WASHINGTON - U.S. President Donald Trump says he is less restrictive in his anti-abortion views than provisions in a string of pro-life laws being adopted by conservative state legislatures in recent days.
Trump, in late Saturday Twitter remarks, described himself as "strongly pro-life," but said abortions were acceptable to him in three instances, when a woman becomes pregnant by rape or incest and when the life of a mother is endangered.
As most people know, and for those who would like to know, I am strongly Pro-Life, with the three exceptions - Rape, Incest and protecting the Life of the mother - the same position taken by Ronald Reagan. We have come very far in the last two years with 105 wonderful new.....— Donald J. Trump (@realDonaldTrump) May 19, 2019
His view is not as stringent as the provisions of laws being adopted in Alabama, Georgia and Missouri, although he has no control over what state legislatures approve.
Alabama banned virtually all abortions, the strictest such law in the country, making an exception only for the health of the mother and for fetuses deemed to have "fatal anomalies" that make them unlikely to survive outside the womb. Georgia's law bans abortions as soon as physicians can detect a heartbeat, while the Missouri legislation, likely to be signed by the state's governor, bans abortions after eight weeks.
Twenty years ago, long before he entered Republican Party politics and adopted its widely held anti-abortion views, Trump described himself as "very pro-choice," leaving the decision of whether to have have an abortion up to a woman.
Trump, in his tweets, said his position now is the same as that adopted in the 1980s by a revered conservative Republican president, Ronald Reagan, although Reagan actually only accepted abortions when an unborn child threatened the life of a mother.
Many of the anti-abortion state lawmakers voting for the new restrictions and the governors who have signed them into law say they expect legal challenges and that initially federal courts will declare them unconstitutional, in accordance with the landmark 1973 Roe vs. Wade Supreme Court decision legalizing abortion rights across the U.S.
But anti-abortion activists are hoping that legal challenges of the state laws will reach the Supreme Court in the coming months and that the nine-member court's five-justice conservative bloc, including Trump-appointed justices Neil Gorsuch and Brett Kavanaugh, will overturn the 46-year-old abortion rights ruling. Such a ruling could possibly leave it up to each of the 50 individual states to decide whether to allow the procedure, leaving it legal in some places and not in others.
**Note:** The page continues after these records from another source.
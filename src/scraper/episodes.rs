use super::{
    fetcher::Fetcher,
    parser::{DetailParser, EpisodeParser},
    types::{Episode, SeasonMap},
};
use futures::{stream, StreamExt};
use regex::Regex;
use std::sync::{Arc, LazyLock};
use tracing::{debug, info, warn};

static SEASON: LazyLock<Regex> = LazyLock::new(|| {
    Regex::new(r"(?i)(?:season|temporada|s)\s?(\d+)").expect("Invalid season regex")
});

/// Resolves the full episode listing for one catalog entry, live. Results
/// are never cached; detail pages change too often between refreshes.
pub struct EpisodeResolver {
    fetcher: Arc<Fetcher>,
    base_url: String,
    thumb_concurrency: usize,
}

impl EpisodeResolver {
    pub fn new(fetcher: Arc<Fetcher>, base_url: impl Into<String>, thumb_concurrency: usize) -> Self {
        Self {
            fetcher,
            base_url: base_url.into(),
            thumb_concurrency: thumb_concurrency.max(1),
        }
    }

    /// Crawl an anime detail page into season-bucketed episodes. An empty
    /// map means the detail page itself could not be fetched.
    pub async fn resolve(&self, anime_url: &str) -> SeasonMap {
        let body = match self.fetcher.fetch(anime_url).await {
            Ok(body) => body,
            Err(e) => {
                warn!("Detail page {anime_url} failed: {e}");
                return SeasonMap::new();
            }
        };

        let cover = DetailParser::cover(&body).unwrap_or_default();
        let links = DetailParser::episode_links(&body);
        info!("{anime_url}: {} episode links", links.len());

        // Thumbnail lookups default to one in flight; the per-episode fetch
        // already dominates wall-clock time and the site rate-limits bursts.
        let episodes: Vec<Episode> = stream::iter(links)
            .map(|(title, href)| {
                let link = self.absolute(&href);
                let cover = cover.clone();
                async move {
                    let cover = self.episode_thumbnail(&link).await.unwrap_or(cover);
                    Episode { title, link, cover }
                }
            })
            .buffered(self.thumb_concurrency)
            .collect()
            .await;

        bucket_by_season(episodes)
    }

    /// Episode pages sometimes carry a sharper thumbnail than the series
    /// cover. Missing one is not an error.
    async fn episode_thumbnail(&self, link: &str) -> Option<String> {
        match self.fetcher.fetch(link).await {
            Ok(body) => EpisodeParser::thumbnail(&body),
            Err(e) => {
                debug!("Thumbnail fetch for {link} failed: {e}");
                None
            }
        }
    }

    fn absolute(&self, href: &str) -> String {
        if href.starts_with("http") {
            href.to_string()
        } else {
            format!("{}{}", self.base_url, href)
        }
    }
}

/// Group episodes by the season number found in their titles (default
/// season "1") and order each bucket by episode number.
pub(super) fn bucket_by_season(episodes: Vec<Episode>) -> SeasonMap {
    let mut seasons = SeasonMap::new();

    for episode in episodes {
        let key = season_key(&episode.title);
        seasons.entry(key).or_default().push(episode);
    }

    for bucket in seasons.values_mut() {
        bucket.sort_by_key(|episode| episode_number(&episode.title));
    }

    seasons
}

/// "Season 2", "Temporada 2" and "S2" all bucket under "2"; titles with no
/// season marker land in "1".
pub(super) fn season_key(title: &str) -> String {
    SEASON
        .captures(title)
        .map_or_else(|| "1".to_string(), |caps| caps[1].to_string())
}

/// All digits in the title read as one number; titles without digits sort
/// first. Mirrors how the source site labels its episodes.
pub(super) fn episode_number(title: &str) -> u64 {
    let digits: String = title.chars().filter(char::is_ascii_digit).collect();
    digits.parse().unwrap_or(0)
}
Trump said his appointment of "two great new Supreme Court Justices" and 105 "wonderful new Federal Judges (many more to come)" supports his "Right to Life" stance.
....Federal Judges (many more to come), two great new Supreme Court Justices, the Mexico City Policy, and a whole new & positive attitude about the Right to Life. The Radical Left, with late term abortion (and worse), is imploding on this issue. We must stick together and Win....— Donald J. Trump (@realDonaldTrump) May 19, 2019
He claimed that "The Radical Left, with late term abortion (and worse), is imploding on this issue. We must stick together and Win for Life in 2020. If we are foolish and do not stay UNITED as one, all of our hard fought gains for Life can, and will, rapidly disappear!"
Many of the nearly two dozen Democratic presidential contenders seeking their party's nomination to run against Trump in the November 2020 election have assailed the states adopting the anti-abortion laws, affirming their support for the Roe decision.
More than 50 million abortions have been performed in the U.S. since 1973, according to government statistics, with the biggest number in 1990, more than 1.4 million, a figure that has generally declined since then to less than a million annually.